[Data records]
'''

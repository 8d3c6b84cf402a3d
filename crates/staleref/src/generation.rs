//
// generation.rs
//
// Session epochs used to invalidate in-flight async work
//

use std::sync::atomic::{AtomicU64, Ordering};
use std::sync::Arc;

/// Monotonic epoch counter owned by a scan session.
///
/// Advancing the counter does not cancel anything. Work that captured an
/// older [`GenerationToken`] notices on its next check and drops its results.
#[derive(Debug, Clone, Default)]
pub struct GenerationCounter {
    live: Arc<AtomicU64>,
}

impl GenerationCounter {
    pub fn new() -> Self {
        Self::default()
    }

    pub fn current(&self) -> u64 {
        self.live.load(Ordering::Acquire)
    }

    /// Start a new epoch. Returns the new generation.
    pub fn advance(&self) -> u64 {
        self.live.fetch_add(1, Ordering::AcqRel) + 1
    }

    /// Capture the current epoch
    pub fn token(&self) -> GenerationToken {
        GenerationToken {
            captured: self.current(),
            live: self.live.clone(),
        }
    }
}

/// Epoch captured at the start of an async chain
#[derive(Debug, Clone)]
pub struct GenerationToken {
    captured: u64,
    live: Arc<AtomicU64>,
}

impl GenerationToken {
    pub fn generation(&self) -> u64 {
        self.captured
    }

    /// False once the owning counter has advanced past the captured epoch
    pub fn is_current(&self) -> bool {
        self.live.load(Ordering::Acquire) == self.captured
    }

    /// A token that never goes stale, for one-shot callers with no session
    pub fn detached() -> Self {
        GenerationCounter::new().token()
    }
}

'''

- _To do_
Transcribe all of the records above without altering anything.

- _Output below_
repository 8d3c6b84cf402a3d
filename crates/staleref/src/generation.rs
//
// generation.rs
//
// Session epochs used to invalidate in-flight async work
//

use std::sync::atomic::{AtomicU64, Ordering};
use std::sync::Arc;

/// Monotonic epoch counter owned by a scan session.
///
/// Advancing the counter does not cancel anything. Work that captured an
/// older [`GenerationToken`] notices on its next check and drops its results.
#[derive(Debug, Clone, Default)]
pub struct GenerationCounter {
    live: Arc<AtomicU64>,
}

impl GenerationCounter {
    pub fn new() -> Self {
        Self::default()
    }

    pub fn current(&self) -> u64 {
        self.live.load(Ordering::Acquire)
    }

    /// Start a new epoch. Returns the new generation.
    pub fn advance(&self) -> u64 {
        self.live.fetch_add(1, Ordering::AcqRel) + 1
    }

    /// Capture the current epoch
    pub fn token(&self) -> GenerationToken {
        GenerationToken {
            captured: self.current(),
            live: self.live.clone(),
        }
    }
}

/// Epoch captured at the start of an async chain
#[derive(Debug, Clone)]
pub struct GenerationToken {
    captured: u64,
    live: Arc<AtomicU64>,
}

impl GenerationToken {
    pub fn generation(&self) -> u64 {
        self.captured
    }

    /// False once the owning counter has advanced past the captured epoch
    pub fn is_current(&self) -> bool {
        self.live.load(Ordering::Acquire) == self.captured
    }

    /// A token that never goes stale, for one-shot callers with no session
    pub fn detached() -> Self {
        GenerationCounter::new().token()
    }
}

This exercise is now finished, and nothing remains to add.